The Boston-based synthetic biology company has joined forces with Canadian lipids researcher Alejandro Marangoni to recreate the texture and taste of animal fat in plant-based products
Motif FoodWorks, the biotech company developing protein ingredients to use in plant-based meat and dairy substitutes, has set sights on fats. The Boston-based company has joined forces with a world-class scientist to explore technologies that can help develop the same texture and taste attributes of animal fat.
Food producers have historically relied on existing ingredients such as coconut oil to replicate the sensory experience of animal-derived fats, but current solutions don’t taste, cook, or interact with other ingredients like animal fats do.

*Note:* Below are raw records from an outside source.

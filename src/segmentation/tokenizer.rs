use std::sync::OnceLock;

use regex::Regex;

use super::normalizer::Normalizer;

/// A word token with its provenance. Computed per request and dropped afterwards.
#[derive(Debug, Clone, PartialEq, Eq)]
pub struct Token<'a> {
    pub raw: &'a str,
    pub normalized: String,
    pub source: &'a str,
}

fn word_regex() -> &'static Regex {
    static WORD: OnceLock<Regex> = OnceLock::new();
    // Letters with their combining marks, and digits.
    WORD.get_or_init(|| Regex::new(r"[\p{L}\p{M}\p{N}]+").expect("static word pattern"))
}

/// Unicode letter/digit runs of `phrase`, in order of appearance.
pub fn split_words(phrase: &str) -> impl Iterator<Item = &str> {
    word_regex().find_iter(phrase).map(|m| m.as_str())
}

pub fn extract_tokens<'a>(phrase: &'a str, normalizer: &Normalizer) -> Vec<Token<'a>> {
    split_words(phrase)
        .map(|raw| Token { raw, normalized: normalizer.normalize(raw, false), source: phrase })
        .collect()
}

pub fn char_len(s: &str) -> usize {
    s.chars().count()
}

#[cfg(test)]
mod tests {
    use super::*;

    #[test]
    fn test_split_words_unicode() {
        let words: Vec<&str> = split_words("Ремонт квартир, ул. Ленина-12 (недорого)!").collect();
        assert_eq!(words, vec!["Ремонт", "квартир", "ул", "Ленина", "12", "недорого"]);
    }

    #[test]
    fn test_split_words_empty() {
        assert_eq!(split_words("  ,. - ").count(), 0);
    }

    #[test]
    fn test_extract_tokens_keeps_source() {
        let normalizer = Normalizer::identity();
        let phrase = "Купить ДОМ";
        let tokens = extract_tokens(phrase, &normalizer);

        assert_eq!(tokens.len(), 2);
        assert_eq!(tokens[0].raw, "Купить");
        assert_eq!(tokens[0].normalized, "купить");
        assert_eq!(tokens[1].normalized, "дом");
        assert!(tokens.iter().all(|t| t.source == phrase));
    }

    #[test]
    fn test_char_len_counts_chars_not_bytes() {
        assert_eq!(char_len("дом"), 3);
        assert_eq!(char_len("зелёный"), 7);
    }
}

The biotech company believes that recreating the attributes of animal fat has been a missing link for plant-based food developers.
That’s about to change. Motif FoodWorks has secured an exclusive research collaboration and license option with the University of Guelph in Guelph, Ontario, and Dr Alejandro Marangoni, a world-class scientist and authority in the field of fats and oils. Marangoni is Canada Research Chair in Food, Health and Aging at the University of Guelph, and co-founder of food ingredients manufacturer Coasun.
“Creating the right kind of fat structures in plant-based foods is one of the most significant — and exciting — challenges in the category because fat plays such a critical role in what makes some of our favourite food experiences so satisfying,” said Mike Leonard, chief technical officer at Motif FoodWorks.
“The biotech company believes that recreating the attributes of animal fat has been a missing link for plant-based food developers”
The company is set out to assess, over a 12-month period, a set of promising technologies that aim to improve animal-free fats to make consumer favourites like plant-based burgers, sausages and cheese more delicious, including:
- Replacing saturated fat with an animal-free emulsion system that exhibits the physical properties of saturated fat at room temperature
- Replicating critical animal fat structures, such as the pockets of fat in meat products that produce marbling
- And improving the texture of plant-based cheeses, to be more meltable and elastic.
“Understanding how to properly structure fat in plant-based food is mission-critical for the food industry,” said Marangoni. “We are excited to work alongside Motif to determine how some of the newest and most exciting technologies will work in new food products to improve the sensory experience of plant-based meat and dairy on a broader scale.”
This new collaboration reflects Motif’s holistic approach to ingredient innovation, combining science, technology, and proprietary insights in new ways to unravel food’s secrets. The evaluation of these exciting new fat technologies will help Motif further its mission to make plant-based foods better tasting, more nutritious, and crave-able — creating new options that benefit consumers and the planet.